Additional analysis showed that the gene knockdown sensitized glioma cell to chemotherapy-induced apoptosis, specifically by enhancing caspase and p53 activities.

The investigators then looked in vivo, testing whether SNAs could penetrate glioma tissue in glioma-bearing severe combined immunodeficient mice following either local or systemic administration.

Intracranial injections of SNAs led to a 10-fold greater accumulation of the nanoparticles in tumor tissue versus non-tumor brain regions. Meanwhile, intravenous administration of SNAs led to their selective infiltration into the glioma mass in comparison to adjacent non-cancerous tissue.

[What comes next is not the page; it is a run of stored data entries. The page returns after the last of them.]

use super::background::BgsAlgorithm;
use crate::error::PipelineError;

/// Everything the pipeline needs decided up front. Built once from the
/// CLI and handed to `Pipeline::new`; nothing here is global state.
#[derive(Debug, Clone, Copy)]
pub struct DetectorConfig {
    pub algorithm: BgsAlgorithm,
    /// Contour area (inclusive) at which a region becomes tracked.
    pub min_area: f64,
    /// Contour area (inclusive) at which a tracked region becomes a warning.
    pub max_area: f64,
    /// Scale applied to both axes of every frame before processing.
    pub resize_scale: f32,
}

impl Default for DetectorConfig {
    fn default() -> Self {
        Self {
            algorithm: BgsAlgorithm::Mog2,
            min_area: 1000.0,
            max_area: 3000.0,
            resize_scale: 0.5,
        }
    }
}

impl DetectorConfig {
    pub fn validate(&self) -> Result<(), PipelineError> {
        if !(self.resize_scale > 0.0 && self.resize_scale.is_finite()) {
            return Err(PipelineError::InvalidConfiguration(format!(
                "resize scale must be positive, got {}",
                self.resize_scale
            )));
        }
        if self.min_area < 0.0 || self.max_area < self.min_area {
            return Err(PipelineError::InvalidConfiguration(format!(
                "area thresholds must satisfy 0 <= min ({}) <= max ({})",
                self.min_area, self.max_area
            )));
        }
        Ok(())
    }
}

#[cfg(test)]
mod tests {
    use super::*;

    #[test]
    fn defaults_are_valid() {
        assert!(DetectorConfig::default().validate().is_ok());
    }

    #[test]
    fn bad_scale_and_inverted_thresholds_are_rejected() {
        let mut config = DetectorConfig {
            resize_scale: 0.0,
            ..DetectorConfig::default()
        };
        assert!(config.validate().is_err());

        config.resize_scale = 0.5;
        config.min_area = 5000.0;
        assert!(config.validate().is_err());
    }
}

"SNA accumulation in brain tissue of non-tumor-bearing mice was extensive, with about 1x1010 SNA particles per gram of tissue," according to the Science Translational Medicine paper. "Tumor and adjacent normal brain in glioma-bearing mice, however, revealed an almost three orders of magnitude higher SNA accumulation" — an effect likely due to a compromised blood-brain/blood-tumor barrier in the animals.

No significant toxicity was observed in connection with the SNAs and, more importantly, treatment with nanoparticles carrying Bcl-2-like 12 siRNAs resulted in target mRNA and protein knockdown of 26 percent and 40 percent, respectively, in the mouse models' glioma cells.

The drug also reduced tumor burden and progression, while it significantly increased intratumoral apoptosis, in the mouse models — all of which contributed to increased survival.

Taken together, the data provide proof of concept that systemically administered SNAs can cross the blood-brain/blood-tumor barrier in GBM cell and mouse models, infiltrate tumor parenchyma, silence genetic lesions of established GBM in vitro and in vivo, and effectively reduce tumor burden, the study's authors concluded.

Further, they wrote, the findings suggest that the nanoparticles might represent a new class of therapeutic gene-regulation agents — something that AuraSense is banking on.

Although it has not released specific details about its pipeline, the company has stated that it has programs based on its SNA technology in skin disorders, brain tumors and other cancers, organ transplants, and respiratory diseases.

It also says it has established collaborations with "several pharma partners" to test the molecules in multiple "disease-specific applications," although the exact nature of those arrangements remains undisclosed.